Kenner testified that the improvements, repairs, and other expenditures on the Arizona properties were preparatory to construction of a sanitarium. The sanitarium never came into existence, if indeed it was ever contemplated, and again we find nothing in the record sufficient to induce us to set aside the findings of the Tax Court that the properties were operated as investment properties for the profit of Kenner and the Altar Land and Cattle Company.
Altar sold the Royal Hotel and El Sahurao Apartments in December, 1951, for $135,000. During the time these properties were owned by Altar, they were operated by a resident manager hired by Kenner. Altar reported gross income from rents of $13,750 on its 1951 income tax return.
That portion of the Lazy-V known as the Hill House property was conveyed by Kenner to a trustee in 1954, subject to the instructions of the beneficiaries (principally Kenner and family). The fact that it was subsequently conveyed in 1957 to the Hospital might have supported Kenner's Hospital-benefit theory except for the fact that this latter transfer took place after the initiation of a tax investigation. We believe the record supports the Tax Court's determination that the Hospital funds expended for the Arizona Properties during the years 1950 through 1954 were expended for Kenner's benefit and are properly chargeable to him as income during those years.
We think it clear that the factual determinations of the Tax Court are fully supported by the record. Certainly they are not clearly erroneous. The detailed treatment accorded the many transactions bear out that court's ultimate findings. Kenner's arguments before this court constitute an attempt to have us sit in judgment of his credibility and his memory since there is little else to support his contentions. The Tax Court had the benefit of demeanor testimony. The evidence and the inferences to be drawn from it would make it difficult for a trier of the facts to believe Kenner's version of his financial relationship with the Hospital including his testimony that he acquired the Arizona properties for the construction of a sanitarium to be owned ultimately by the Hospital. The burden was upon the Hospital and Kenner to prove to the Tax Court that the Commissioner's determinations were incorrect. Helvering v. Taylor, 293 U.S. 507, 55 S.Ct. 287, 79 L.Ed. 623 (1935). It is evident their proof fell far short of that. Helvering v. Nat. Grocery Co., 304 U.S. 282, 58 S.Ct. 932, 82 L.Ed. 1346 (1938).

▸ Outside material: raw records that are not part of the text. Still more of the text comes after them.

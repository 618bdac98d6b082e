use crate::core::geometry::Vertex;
use crate::error::{Error, Result};
use crate::scene::mesh::MeshBuilder;
use log::{info, warn};
use nalgebra::{Point3, Vector2, Vector3};
use std::path::Path;

/// Loads an OBJ file into a [`MeshBuilder`], merging every model in the file.
///
/// Faces are triangulated; positions, uvs and normals keep their own index
/// streams and are combined per corner. The v coordinate is flipped so that
/// `v = 0` addresses the top row of a texture.
pub fn load_obj<P: AsRef<Path>>(path: P) -> Result<MeshBuilder> {
    let path = path.as_ref();
    info!("Loading OBJ file: {:?}", path);

    let load_options = tobj::LoadOptions {
        triangulate: true,
        single_index: false,
        ..Default::default()
    };

    // Materials are configured per mesh in the scene file, MTL files are ignored.
    let (models, _materials) =
        tobj::load_obj(path, &load_options).map_err(|source| Error::Obj {
            path: path.to_path_buf(),
            source,
        })?;

    let mut builder = MeshBuilder::new();
    let mut triangle_count = 0;

    for model in &models {
        let mesh = &model.mesh;
        let has_normals = !mesh.normals.is_empty() && mesh.normal_indices.len() == mesh.indices.len();
        let has_texcoords =
            !mesh.texcoords.is_empty() && mesh.texcoord_indices.len() == mesh.indices.len();
        let has_colors = mesh.vertex_color.len() == mesh.positions.len();

        if !has_normals {
            warn!("Model '{}' has no normals, using face normals", model.name);
        }
        if !has_texcoords {
            warn!("Model '{}' has no texture coordinates", model.name);
        }

        for (face, corners) in mesh.indices.chunks_exact(3).enumerate() {
            let positions: [Point3<f32>; 3] =
                std::array::from_fn(|k| position(&mesh.positions, corners[k]));
            let face_normal = (positions[1] - positions[0])
                .cross(&(positions[2] - positions[0]))
                .try_normalize(f32::EPSILON)
                .unwrap_or_else(Vector3::y);

            let vertices: [Vertex; 3] = std::array::from_fn(|k| {
                let corner = face * 3 + k;

                let normal = if has_normals {
                    vec3(&mesh.normals, mesh.normal_indices[corner])
                } else {
                    face_normal
                };

                let texcoord = if has_texcoords {
                    let t = mesh.texcoord_indices[corner] as usize;
                    mesh.texcoords
                        .get(t * 2..t * 2 + 2)
                        .map_or_else(Vector2::zeros, |uv| Vector2::new(uv[0], 1.0 - uv[1]))
                } else {
                    Vector2::zeros()
                };

                let vertex = Vertex::new(positions[k], texcoord, normal);
                if has_colors {
                    vertex.with_color(vec3(&mesh.vertex_color, corners[k]))
                } else {
                    vertex
                }
            });

            builder.push_triangle(vertices);
            triangle_count += 1;
        }
    }

    info!(
        "OBJ loaded: {} models, {} triangles, {} unique vertices",
        models.len(),
        triangle_count,
        builder.vertex_count()
    );

    Ok(builder)
}

fn position(data: &[f32], index: u32) -> Point3<f32> {
    Point3::from(vec3(data, index))
}

/// Reads the `index`-th xyz triple, zero when out of bounds.
fn vec3(data: &[f32], index: u32) -> Vector3<f32> {
    let i = index as usize * 3;
    data.get(i..i + 3)
        .map_or_else(Vector3::zeros, |v| Vector3::new(v[0], v[1], v[2]))
}

#[cfg(test)]
mod tests {
    use super::*;
    use std::io::Write;

    fn obj_file(content: &str) -> tempfile::NamedTempFile {
        let mut file = tempfile::Builder::new().suffix(".obj").tempfile().unwrap();
        file.write_all(content.as_bytes()).unwrap();
        file
    }

    const QUAD: &str = "\
v 0 0 0
v 1 0 0
v 1 1 0
v 0 1 0
vt 0 0
vt 1 0
vt 1 1
vt 0 1
vn 0 0 1
f 1/1/1 2/2/1 3/3/1 4/4/1
";

    #[test]
    fn quad_is_triangulated_and_deduplicated() {
        let file = obj_file(QUAD);
        let (vertices, indices) = load_obj(file.path()).unwrap().finish();

        assert_eq!(indices.len(), 6);
        assert_eq!(vertices.len(), 4);
        assert!(indices.iter().all(|&i| (i as usize) < vertices.len()));
    }

    #[test]
    fn v_is_flipped_and_tangent_follows_u() {
        let file = obj_file(QUAD);
        let (vertices, _) = load_obj(file.path()).unwrap().finish();

        let origin = vertices
            .iter()
            .find(|v| v.position == Point3::origin())
            .unwrap();
        assert_eq!(origin.texcoord, Vector2::new(0.0, 1.0));
        assert_eq!(origin.normal, Vector3::z());
        assert!((origin.color - Vector3::new(1.0, 1.0, 1.0)).norm() < 1e-6);

        // Flipped v grows downwards while y grows upwards; the tangent still
        // points along +u, which is +x.
        for v in &vertices {
            assert!((v.tangent - Vector3::x()).norm() < 1e-5, "{:?}", v.tangent);
        }
    }

    #[test]
    fn missing_normals_fall_back_to_face_normal() {
        let file = obj_file("v 0 0 0\nv 1 0 0\nv 0 1 0\nf 1 2 3\n");
        let (vertices, indices) = load_obj(file.path()).unwrap().finish();

        assert_eq!(indices, vec![0, 1, 2]);
        for v in &vertices {
            assert!((v.normal - Vector3::z()).norm() < 1e-6);
            assert_eq!(v.texcoord, Vector2::zeros());
            assert_eq!(v.tangent, Vector3::zeros());
        }
    }

    #[test]
    fn missing_file_is_an_obj_error() {
        let err = load_obj("does/not/exist.obj").unwrap_err();
        assert!(matches!(err, Error::Obj { .. }));
    }
}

This appeal requires us to treat one more of petitioners' contentions. Kenner's Charitable Hospital, Inc., argues that Sections 3813(a)(5) and 3813(b) of the 1950 Amendment of the Internal Revenue Code of 1939 and Sections 503(a) and 503(b)(5) of the Internal Revenue Code of 1954 shield it from liability for taxes despite the fact that the Commissioner and the Tax Court found that for each year in question the Hospital was unable to sustain its burden of proof that no part of its net earnings inured to the benefit of Kenner.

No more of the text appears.